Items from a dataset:
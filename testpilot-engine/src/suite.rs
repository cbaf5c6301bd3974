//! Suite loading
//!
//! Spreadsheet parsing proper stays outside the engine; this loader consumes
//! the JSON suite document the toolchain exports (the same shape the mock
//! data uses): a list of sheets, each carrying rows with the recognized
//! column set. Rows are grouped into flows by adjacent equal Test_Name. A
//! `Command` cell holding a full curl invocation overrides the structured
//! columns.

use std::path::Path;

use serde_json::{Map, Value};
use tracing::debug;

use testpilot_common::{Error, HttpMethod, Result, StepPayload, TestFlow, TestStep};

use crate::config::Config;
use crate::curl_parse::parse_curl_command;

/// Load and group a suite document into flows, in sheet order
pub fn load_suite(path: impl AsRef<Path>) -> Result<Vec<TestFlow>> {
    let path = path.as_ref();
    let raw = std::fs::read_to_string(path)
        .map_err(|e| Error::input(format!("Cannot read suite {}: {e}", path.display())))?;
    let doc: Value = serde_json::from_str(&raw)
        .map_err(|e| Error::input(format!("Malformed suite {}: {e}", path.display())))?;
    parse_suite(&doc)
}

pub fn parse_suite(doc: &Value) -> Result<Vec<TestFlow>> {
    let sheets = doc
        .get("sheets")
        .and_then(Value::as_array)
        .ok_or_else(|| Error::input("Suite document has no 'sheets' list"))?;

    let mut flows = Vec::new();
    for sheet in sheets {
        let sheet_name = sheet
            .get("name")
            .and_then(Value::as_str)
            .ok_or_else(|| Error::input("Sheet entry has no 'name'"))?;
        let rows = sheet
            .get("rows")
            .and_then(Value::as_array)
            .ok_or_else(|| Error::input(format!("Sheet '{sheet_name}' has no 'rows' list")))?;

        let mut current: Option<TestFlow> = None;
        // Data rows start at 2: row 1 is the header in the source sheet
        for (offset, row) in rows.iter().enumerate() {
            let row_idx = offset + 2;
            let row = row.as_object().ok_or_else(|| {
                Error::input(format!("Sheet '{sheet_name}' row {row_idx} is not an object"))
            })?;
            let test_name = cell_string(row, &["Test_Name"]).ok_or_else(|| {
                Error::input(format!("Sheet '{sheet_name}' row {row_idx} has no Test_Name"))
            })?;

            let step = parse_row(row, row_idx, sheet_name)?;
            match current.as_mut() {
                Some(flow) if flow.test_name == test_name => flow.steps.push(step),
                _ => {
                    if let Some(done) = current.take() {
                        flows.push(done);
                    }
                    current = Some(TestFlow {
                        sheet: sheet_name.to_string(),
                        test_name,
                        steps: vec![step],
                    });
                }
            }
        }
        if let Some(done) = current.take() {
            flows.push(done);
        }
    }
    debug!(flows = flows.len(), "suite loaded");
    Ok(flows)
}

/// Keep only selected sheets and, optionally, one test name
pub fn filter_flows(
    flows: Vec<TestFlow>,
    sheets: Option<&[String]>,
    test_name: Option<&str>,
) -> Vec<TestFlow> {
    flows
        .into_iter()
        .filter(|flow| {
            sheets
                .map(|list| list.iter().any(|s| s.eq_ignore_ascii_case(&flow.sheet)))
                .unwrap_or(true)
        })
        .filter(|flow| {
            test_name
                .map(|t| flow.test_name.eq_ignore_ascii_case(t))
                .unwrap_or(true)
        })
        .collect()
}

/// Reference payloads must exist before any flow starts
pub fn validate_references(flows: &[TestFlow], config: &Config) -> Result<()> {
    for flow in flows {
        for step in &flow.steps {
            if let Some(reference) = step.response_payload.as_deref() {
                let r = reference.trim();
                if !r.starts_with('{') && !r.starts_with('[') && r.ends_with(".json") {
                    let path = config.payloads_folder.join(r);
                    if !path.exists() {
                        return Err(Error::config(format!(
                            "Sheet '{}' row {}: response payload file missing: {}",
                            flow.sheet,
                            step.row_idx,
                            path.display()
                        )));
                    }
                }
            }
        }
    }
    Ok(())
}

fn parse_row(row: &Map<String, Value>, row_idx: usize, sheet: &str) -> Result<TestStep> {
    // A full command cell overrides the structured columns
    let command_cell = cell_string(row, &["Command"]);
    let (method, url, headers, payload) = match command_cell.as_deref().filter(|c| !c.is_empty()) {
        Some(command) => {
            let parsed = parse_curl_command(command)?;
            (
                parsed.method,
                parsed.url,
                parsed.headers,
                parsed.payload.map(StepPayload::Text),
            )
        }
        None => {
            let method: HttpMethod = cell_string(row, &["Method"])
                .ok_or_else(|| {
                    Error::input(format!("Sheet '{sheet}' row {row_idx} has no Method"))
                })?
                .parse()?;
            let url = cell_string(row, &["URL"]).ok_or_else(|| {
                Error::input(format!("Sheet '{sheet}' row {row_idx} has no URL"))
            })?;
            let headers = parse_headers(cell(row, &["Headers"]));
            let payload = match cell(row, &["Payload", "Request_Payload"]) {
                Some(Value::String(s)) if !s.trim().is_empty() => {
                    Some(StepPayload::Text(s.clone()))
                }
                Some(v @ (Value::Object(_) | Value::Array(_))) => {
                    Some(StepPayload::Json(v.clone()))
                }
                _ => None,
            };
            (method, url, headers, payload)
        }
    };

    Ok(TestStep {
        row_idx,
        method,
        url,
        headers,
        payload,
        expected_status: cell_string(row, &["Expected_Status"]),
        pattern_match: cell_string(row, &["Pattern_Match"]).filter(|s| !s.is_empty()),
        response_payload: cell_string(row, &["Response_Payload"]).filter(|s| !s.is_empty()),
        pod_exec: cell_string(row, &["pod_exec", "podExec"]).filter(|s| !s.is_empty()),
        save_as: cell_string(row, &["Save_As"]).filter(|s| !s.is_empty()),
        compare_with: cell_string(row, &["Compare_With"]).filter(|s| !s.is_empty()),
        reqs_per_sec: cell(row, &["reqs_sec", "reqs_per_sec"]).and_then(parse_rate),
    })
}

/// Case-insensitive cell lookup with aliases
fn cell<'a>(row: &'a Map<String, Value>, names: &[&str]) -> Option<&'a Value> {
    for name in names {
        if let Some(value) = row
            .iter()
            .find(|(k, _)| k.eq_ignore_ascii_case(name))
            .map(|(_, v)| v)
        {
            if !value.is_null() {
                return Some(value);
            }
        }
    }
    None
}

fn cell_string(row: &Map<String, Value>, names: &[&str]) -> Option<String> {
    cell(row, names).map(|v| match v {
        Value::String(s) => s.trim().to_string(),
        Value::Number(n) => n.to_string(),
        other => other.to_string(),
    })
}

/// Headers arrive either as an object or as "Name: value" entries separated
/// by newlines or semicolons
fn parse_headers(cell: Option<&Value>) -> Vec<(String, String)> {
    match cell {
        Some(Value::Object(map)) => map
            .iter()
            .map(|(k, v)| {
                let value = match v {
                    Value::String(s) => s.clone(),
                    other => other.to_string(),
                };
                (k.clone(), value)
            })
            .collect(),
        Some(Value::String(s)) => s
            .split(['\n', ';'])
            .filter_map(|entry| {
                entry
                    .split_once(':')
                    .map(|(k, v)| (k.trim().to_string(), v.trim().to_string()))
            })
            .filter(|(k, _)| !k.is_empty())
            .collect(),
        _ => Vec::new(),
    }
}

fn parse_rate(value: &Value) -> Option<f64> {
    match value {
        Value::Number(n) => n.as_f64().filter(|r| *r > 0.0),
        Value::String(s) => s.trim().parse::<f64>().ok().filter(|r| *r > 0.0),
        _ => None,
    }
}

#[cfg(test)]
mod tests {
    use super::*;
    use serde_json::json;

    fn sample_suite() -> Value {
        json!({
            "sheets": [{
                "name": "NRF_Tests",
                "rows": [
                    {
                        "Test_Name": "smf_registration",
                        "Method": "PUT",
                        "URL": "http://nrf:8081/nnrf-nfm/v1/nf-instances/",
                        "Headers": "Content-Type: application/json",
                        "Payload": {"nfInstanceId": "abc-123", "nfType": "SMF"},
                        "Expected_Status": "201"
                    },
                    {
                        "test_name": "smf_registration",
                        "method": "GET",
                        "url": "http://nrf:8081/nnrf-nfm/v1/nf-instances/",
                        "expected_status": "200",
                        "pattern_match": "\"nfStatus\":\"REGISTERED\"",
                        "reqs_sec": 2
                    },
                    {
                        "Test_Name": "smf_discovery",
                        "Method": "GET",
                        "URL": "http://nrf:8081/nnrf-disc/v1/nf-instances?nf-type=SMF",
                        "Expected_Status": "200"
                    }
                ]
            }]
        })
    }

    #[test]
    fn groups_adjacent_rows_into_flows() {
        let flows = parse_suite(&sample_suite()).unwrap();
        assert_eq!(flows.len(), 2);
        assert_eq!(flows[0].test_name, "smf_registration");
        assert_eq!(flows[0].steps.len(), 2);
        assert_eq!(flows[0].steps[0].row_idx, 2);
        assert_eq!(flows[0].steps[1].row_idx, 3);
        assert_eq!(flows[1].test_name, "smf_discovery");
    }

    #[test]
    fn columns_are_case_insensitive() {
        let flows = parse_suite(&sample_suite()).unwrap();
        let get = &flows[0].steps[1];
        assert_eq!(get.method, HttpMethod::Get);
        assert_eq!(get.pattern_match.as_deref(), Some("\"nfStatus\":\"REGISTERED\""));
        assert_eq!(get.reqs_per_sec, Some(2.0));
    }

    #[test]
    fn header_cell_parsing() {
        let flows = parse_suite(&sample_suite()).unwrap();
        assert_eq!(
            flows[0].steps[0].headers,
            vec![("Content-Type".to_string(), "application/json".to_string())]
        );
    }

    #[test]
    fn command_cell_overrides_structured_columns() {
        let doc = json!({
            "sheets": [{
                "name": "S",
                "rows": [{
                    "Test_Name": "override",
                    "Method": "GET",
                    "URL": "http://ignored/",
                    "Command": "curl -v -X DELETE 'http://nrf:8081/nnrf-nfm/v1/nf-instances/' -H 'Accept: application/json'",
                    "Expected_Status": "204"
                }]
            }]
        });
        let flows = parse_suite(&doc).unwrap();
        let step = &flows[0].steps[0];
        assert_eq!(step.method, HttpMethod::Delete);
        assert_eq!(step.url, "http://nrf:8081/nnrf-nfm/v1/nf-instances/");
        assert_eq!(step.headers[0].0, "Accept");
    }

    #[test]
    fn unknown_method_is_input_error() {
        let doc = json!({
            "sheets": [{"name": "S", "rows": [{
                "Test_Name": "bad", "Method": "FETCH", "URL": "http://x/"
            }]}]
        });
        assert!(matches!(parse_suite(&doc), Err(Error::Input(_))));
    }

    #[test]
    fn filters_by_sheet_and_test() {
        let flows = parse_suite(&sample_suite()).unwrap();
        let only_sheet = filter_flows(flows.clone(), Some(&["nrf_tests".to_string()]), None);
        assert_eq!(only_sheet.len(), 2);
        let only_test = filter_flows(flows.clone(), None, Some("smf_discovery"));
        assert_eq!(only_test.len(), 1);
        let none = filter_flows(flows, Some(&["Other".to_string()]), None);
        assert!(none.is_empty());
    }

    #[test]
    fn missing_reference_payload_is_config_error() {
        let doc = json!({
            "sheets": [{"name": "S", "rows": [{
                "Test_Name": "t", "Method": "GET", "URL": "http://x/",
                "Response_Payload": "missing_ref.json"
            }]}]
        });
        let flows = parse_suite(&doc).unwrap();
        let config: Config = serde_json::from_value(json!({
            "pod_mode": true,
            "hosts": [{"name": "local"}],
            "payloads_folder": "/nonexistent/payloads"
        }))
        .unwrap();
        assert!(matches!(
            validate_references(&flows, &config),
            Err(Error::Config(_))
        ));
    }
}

What to do: Above are the records. Copy every line in them holding "return".

Response area:
                        return Err(Error::config(format!(
                return Some(value);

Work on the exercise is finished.